Thursday June 22nd: LA started her custom parasite patch today. We're ready to be free from that nasty virus. Swimming lessons continue to be an exciting adventure each day with continued improvement. Her breast stroke is perfect except for the breathing.

Saturday June 24th: Last night - its been a long haul but overall worth it. The journey is just beginning. I am pleased with the outcome so far and feel that LA, her Dad and I have a lot to look forward to in the future. The best is yet to come and God is good.

3/07 Update - LA continued to improve, in subtle but definite ways, over her first 6 months post-MME. She returned in 3/07 and is currently completing a second 300 hour course of MME treatmetn - and she continues to improve - it's obvious to me and it's obvious to her family and most importantly, it's obvious to LA.

At LA's prior office visits, I spoke with LA's Mom - now I speak with LA - she tells me how she is doing. LS's speech continues to improve, as does her gait and balance. The braces are gone, and she can now walk in high heels. She can now climb up on the kitchen counter to reach things high up in the cupboard. Fine motor control is improving. LA can now wet her lips making a circular motion with her tongue; she can now remove the metal twist on a bread wrapper. LA's temperament has also improved. Pre-MME, frustration would get to her, and try as she might, her emotions would flare. LA now has control over her emotions. She may still feel frustration, but now it doesn't get to her. I guess that this is what happens when you know that you are getting better.
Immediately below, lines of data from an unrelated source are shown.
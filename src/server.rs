use axum::extract::State;
use axum::routing::{get, post};
use axum::{Json, Router};
use chrono::Utc;
use serde::Serialize;
use std::net::SocketAddr;
use std::sync::Arc;
use std::time::Duration;
use tokio::net::TcpListener;
use tokio::sync::oneshot;
use tower_http::cors::{Any, CorsLayer};
use utoipa::ToSchema;

use crate::bridge::ToolServerClient;
use crate::config::ServerSettings;
use crate::error::CoreResult;
use crate::llm::{build_model, LanguageModel, LlmSettings};
use crate::rpc::IdAllocator;

pub mod assist;
pub mod error;
pub mod openapi;
pub mod proxy;
pub mod stream;

pub struct Server {
    addr: SocketAddr,
    shutdown: Option<oneshot::Sender<()>>,
}

impl Server {
    /// Bind and serve in a background task. The language model is built up
    /// front from configuration; a missing key only disables the assist
    /// routes, the proxy surface stays available.
    pub async fn start(settings: &ServerSettings, llm: &LlmSettings) -> Result<Self, String> {
        let model = build_model(llm);
        if let Err(error) = &model {
            tracing::warn!(%error, provider = %llm.provider, "language model unavailable");
        }
        Self::start_with_model(settings, llm.provider.clone(), llm.temperature, model).await
    }

    pub async fn start_with_model(
        settings: &ServerSettings,
        provider: String,
        temperature: f64,
        model: CoreResult<Arc<dyn LanguageModel>>,
    ) -> Result<Self, String> {
        let ids = Arc::new(IdAllocator::new());
        let state = Arc::new(ServerState {
            bridge: ToolServerClient::new(ids),
            model,
            provider,
            temperature,
            action_delay: settings.action_delay,
        });
        let cors = CorsLayer::new()
            .allow_origin(Any)
            .allow_methods(Any)
            .allow_headers(Any);
        let app = Router::new()
            .route("/health", get(health))
            .route("/proxy", post(proxy::proxy))
            .route("/proxy/stream", post(stream::proxy_stream))
            .route("/proxy/ai", post(assist::assist))
            .route("/proxy/ai/execute", post(assist::execute))
            .with_state(state)
            .layer(cors);
        let listener = TcpListener::bind(settings.bind_addr())
            .await
            .map_err(|error| error.to_string())?;
        let addr = listener
            .local_addr()
            .map_err(|error| error.to_string())?;
        let (shutdown_tx, shutdown_rx) = oneshot::channel::<()>();

        tokio::spawn(async move {
            let _ = axum::serve(listener, app)
                .with_graceful_shutdown(async move {
                    let _ = shutdown_rx.await;
                })
                .await;
        });

        Ok(Server {
            addr,
            shutdown: Some(shutdown_tx),
        })
    }

    pub fn addr(&self) -> SocketAddr {
        self.addr
    }

    pub fn shutdown(&mut self) -> Result<(), String> {
        if let Some(sender) = self.shutdown.take() {
            sender
                .send(())
                .map_err(|_| "failed to send server shutdown signal".to_string())
        } else {
            Ok(())
        }
    }
}

impl Drop for Server {
    fn drop(&mut self) {
        let _ = self.shutdown();
    }
}

#[derive(Debug, Clone, Serialize, ToSchema)]
pub struct HealthResponse {
    pub status: String,
    pub timestamp: String,
}

#[utoipa::path(
    get,
    path = "/health",
    tag = "health",
    responses(
        (status = 200, description = "Service liveness", body = HealthResponse),
    )
)]
pub(crate) async fn health(State(_state): State<Arc<ServerState>>) -> Json<HealthResponse> {
    Json(HealthResponse {
        status: "ok".to_string(),
        timestamp: Utc::now().to_rfc3339(),
    })
}

pub(crate) struct ServerState {
    pub(crate) bridge: ToolServerClient,
    pub(crate) model: CoreResult<Arc<dyn LanguageModel>>,
    pub(crate) provider: String,
    pub(crate) temperature: f64,
    pub(crate) action_delay: Duration,
}
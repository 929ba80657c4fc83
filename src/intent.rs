//! Lexical intent classification: decides chat vs tool without an NLU stack.

pub mod classifier;
pub mod rules;
pub mod types;

pub use classifier::classify;
pub use types::{Intent, IntentMode};
use serde::Serialize;
use serde_json::{Map, Value};

/// Whether a user message gets a conversational reply or tool invocations.
#[derive(Debug, Clone, Copy, PartialEq, Eq, Serialize)]
#[serde(rename_all = "lowercase")]
pub enum IntentMode {
    Chat,
    Tool,
}

/// Classification of one user message. Produced once per request and consumed
/// immediately; never stored.
#[derive(Debug, Clone, PartialEq, Serialize)]
pub struct Intent {
    pub mode: IntentMode,
    pub application: Option<String>,
    pub action: Option<String>,
    pub parameters: Map<String, Value>,
    pub reasoning: String,
}

impl Intent {
    pub fn chat(reasoning: impl Into<String>) -> Self {
        Self {
            mode: IntentMode::Chat,
            application: None,
            action: None,
            parameters: Map::new(),
            reasoning: reasoning.into(),
        }
    }

    pub fn is_tool(&self) -> bool {
        self.mode == IntentMode::Tool
    }
}
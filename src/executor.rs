//! Sequential plan execution against a tool server.

use std::collections::HashMap;
use std::time::Duration;

use serde::{Deserialize, Serialize};
use serde_json::Value;
use utoipa::ToSchema;

use crate::bridge::ToolServerClient;
use crate::planner::Action;

/// Outcome of one executed action, in plan order.
#[derive(Debug, Clone, Serialize, Deserialize, ToSchema)]
pub struct ExecutionResult {
    pub action: String,
    pub success: bool,
    #[serde(skip_serializing_if = "Option::is_none")]
    #[schema(value_type = Option<Object>)]
    pub result: Option<Value>,
    #[serde(skip_serializing_if = "Option::is_none")]
    #[schema(value_type = Option<Object>)]
    pub error: Option<Value>,
}

/// Runs a plan's actions strictly in order, one tool call per action.
///
/// A failed action never aborts the run; its failure is recorded and the
/// next action proceeds after the configured pacing delay.
pub struct PlanExecutor {
    client: ToolServerClient,
    delay: Duration,
}

impl PlanExecutor {
    pub fn new(client: ToolServerClient, delay: Duration) -> Self {
        Self { client, delay }
    }

    pub async fn execute(&self, endpoint: &str, actions: &[Action]) -> Vec<ExecutionResult> {
        let mut results = Vec::with_capacity(actions.len());
        let headers = HashMap::new();

        for (index, action) in actions.iter().enumerate() {
            tracing::info!(tool = %action.tool, index, "executing action");

            let entry = match self
                .client
                .call_tool(endpoint, &action.tool, &action.parameters, &headers)
                .await
            {
                Ok(outcome) => {
                    let success = outcome.error.is_none();
                    if !success {
                        tracing::warn!(tool = %action.tool, "tool call reported an error");
                    }
                    ExecutionResult {
                        action: action.tool.clone(),
                        success,
                        result: outcome.result,
                        error: outcome.error,
                    }
                }
                Err(error) => {
                    tracing::warn!(tool = %action.tool, %error, "tool call failed");
                    ExecutionResult {
                        action: action.tool.clone(),
                        success: false,
                        result: None,
                        error: Some(Value::String(error.to_string())),
                    }
                }
            };
            results.push(entry);

            // Pacing delay between actions, not after the last one.
            if index + 1 < actions.len() {
                tokio::time::sleep(self.delay).await;
            }
        }

        results
    }
}

#[cfg(test)]
mod tests {
    use super::*;

    #[test]
    fn failed_result_serializes_error_and_omits_result() {
        let entry = ExecutionResult {
            action: "gmail_send_email".to_string(),
            success: false,
            result: None,
            error: Some(Value::String("transport error: connect refused".to_string())),
        };
        let value = serde_json::to_value(&entry).expect("serialize");
        assert_eq!(value["action"], "gmail_send_email");
        assert_eq!(value["success"], false);
        assert!(value.get("result").is_none());
        assert_eq!(value["error"], "transport error: connect refused");
    }

    #[test]
    fn successful_result_omits_error() {
        let entry = ExecutionResult {
            action: "slack_post_message".to_string(),
            success: true,
            result: Some(serde_json::json!({"ok": true})),
            error: None,
        };
        let value = serde_json::to_value(&entry).expect("serialize");
        assert_eq!(value["success"], true);
        assert!(value.get("error").is_none());
        assert_eq!(value["result"]["ok"], true);
    }
}
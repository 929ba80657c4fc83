use std::sync::atomic::{AtomicU64, Ordering};

/// Process-wide monotonic request id source.
///
/// Ids start at 1 and are never reset while the process runs. Allocation is a
/// single atomic increment so two in-flight requests can never share an id.
#[derive(Debug)]
pub struct IdAllocator {
    next: AtomicU64,
}

impl IdAllocator {
    pub fn new() -> Self {
        Self {
            next: AtomicU64::new(1),
        }
    }

    /// Allocate the next id, stringified for the JSON-RPC envelope.
    pub fn next_id(&self) -> String {
        self.next.fetch_add(1, Ordering::Relaxed).to_string()
    }
}

impl Default for IdAllocator {
    fn default() -> Self {
        Self::new()
    }
}

#[cfg(test)]
mod tests {
    use super::*;
    use std::collections::HashSet;
    use std::sync::Arc;

    #[test]
    fn starts_at_one() {
        let ids = IdAllocator::new();
        assert_eq!(ids.next_id(), "1");
        assert_eq!(ids.next_id(), "2");
    }

    #[test]
    fn concurrent_allocations_are_distinct() {
        let ids = Arc::new(IdAllocator::new());
        let mut handles = Vec::new();
        for _ in 0..8 {
            let ids = Arc::clone(&ids);
            handles.push(std::thread::spawn(move || {
                (0..100).map(|_| ids.next_id()).collect::<Vec<_>>()
            }));
        }

        let mut seen = HashSet::new();
        for handle in handles {
            for id in handle.join().expect("thread") {
                assert!(seen.insert(id), "duplicate id allocated");
            }
        }
        assert_eq!(seen.len(), 800);
    }
}
use std::collections::HashMap;

use serde::Serialize;
use serde_json::{json, Value};
use tokio::sync::mpsc;

use crate::bridge::client::ToolServerClient;
use crate::bridge::normalize::{data_payloads, is_event_stream, normalize};

/// One client-facing stream event, serialized as a single JSON object tagged
/// by `type` on an SSE data line.
#[derive(Debug, Clone, Serialize)]
#[serde(tag = "type", rename_all = "lowercase")]
pub enum StreamEvent {
    Status {
        message: String,
        #[serde(skip_serializing_if = "Option::is_none")]
        payload: Option<Value>,
    },
    Chunk {
        data: Value,
    },
    Complete {
        data: Value,
    },
    Error {
        error: String,
        #[serde(skip_serializing_if = "Option::is_none")]
        details: Option<String>,
    },
}

impl StreamEvent {
    pub fn status(message: impl Into<String>) -> Self {
        StreamEvent::Status {
            message: message.into(),
            payload: None,
        }
    }

    pub fn error(message: impl Into<String>, details: Option<String>) -> Self {
        StreamEvent::Error {
            error: message.into(),
            details,
        }
    }
}

impl ToolServerClient {
    /// Forward a tool-server exchange to `sink` as an ordered event stream.
    ///
    /// Emission order matches arrival order of the underlying lines, one line
    /// at a time. A dropped receiver (client disconnect) stops emission; the
    /// in-flight outbound call is allowed to complete.
    pub async fn stream(
        &self,
        endpoint: &str,
        payload: Value,
        extra_headers: &HashMap<String, String>,
        sink: &mpsc::Sender<StreamEvent>,
    ) {
        let status = StreamEvent::Status {
            message: "Sending request to MCP server...".to_string(),
            payload: Some(payload.clone()),
        };
        if sink.send(status).await.is_err() {
            return;
        }

        let raw = match self.post_raw(endpoint, &payload, extra_headers).await {
            Ok(raw) => raw,
            Err(error) => {
                let event =
                    StreamEvent::error("Failed to reach MCP server", Some(error.to_string()));
                let _ = sink.send(event).await;
                return;
            }
        };

        if is_event_stream(raw.content_type.as_deref(), &raw.body) {
            if sink
                .send(StreamEvent::status("Processing event-stream response..."))
                .await
                .is_err()
            {
                return;
            }
            for payload in data_payloads(&raw.body) {
                let data = match serde_json::from_str::<Value>(payload) {
                    Ok(value) => value,
                    Err(_) => json!({ "raw": payload }),
                };
                if sink.send(StreamEvent::Chunk { data }).await.is_err() {
                    return;
                }
            }
        } else {
            let data = normalize(raw.content_type.as_deref(), &raw.body).into_value();
            if sink.send(StreamEvent::Complete { data }).await.is_err() {
                return;
            }
        }

        let _ = sink.send(StreamEvent::status("Response complete")).await;
    }
}
use std::env;
use std::time::Duration;

const DEFAULT_HOST: &str = "0.0.0.0";
const DEFAULT_PORT: u16 = 4000;
const DEFAULT_ACTION_DELAY_MS: u64 = 500;

/// Server-level settings, resolved from the environment.
#[derive(Debug, Clone)]
pub struct ServerSettings {
    pub host: String,
    pub port: u16,
    /// Throttle between successive tool calls in one plan execution.
    pub action_delay: Duration,
}

impl ServerSettings {
    pub fn from_env() -> Self {
        let host = env::var("TOOLBRIDGE_HOST")
            .ok()
            .filter(|value| !value.is_empty())
            .unwrap_or_else(|| DEFAULT_HOST.to_string());
        let port = env::var("TOOLBRIDGE_PORT")
            .or_else(|_| env::var("PORT"))
            .ok()
            .and_then(|value| value.parse::<u16>().ok())
            .unwrap_or(DEFAULT_PORT);
        let action_delay = env::var("TOOLBRIDGE_ACTION_DELAY_MS")
            .ok()
            .and_then(|value| value.parse::<u64>().ok())
            .map(Duration::from_millis)
            .unwrap_or(Duration::from_millis(DEFAULT_ACTION_DELAY_MS));

        Self {
            host,
            port,
            action_delay,
        }
    }

    pub fn bind_addr(&self) -> String {
        format!("{}:{}", self.host, self.port)
    }
}

impl Default for ServerSettings {
    fn default() -> Self {
        Self {
            host: DEFAULT_HOST.to_string(),
            port: DEFAULT_PORT,
            action_delay: Duration::from_millis(DEFAULT_ACTION_DELAY_MS),
        }
    }
}

#[cfg(test)]
mod tests {
    use super::*;

    #[test]
    fn default_bind_addr() {
        let settings = ServerSettings::default();
        assert_eq!(settings.bind_addr(), "0.0.0.0:4000");
    }

    #[test]
    fn default_action_delay_is_half_a_second() {
        let settings = ServerSettings::default();
        assert_eq!(settings.action_delay, Duration::from_millis(500));
    }
}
We will give LA another 6 month rest period, and then reevaluate her status. It is likely that repetitive sessions of MME will improve her neurological status further. In 12 years, after she finishes college, medical school, and her residency, my plan is to teach her how to do coronary angiograms.

AMRI of NW Ohio provides MME treatment under the guidelines of an Investigational Review Board, consistent with FDA regulations.

Please note that MME treatment is considered to be experimental by the FDA. Although many patients have improved, no guarantee of success is implied.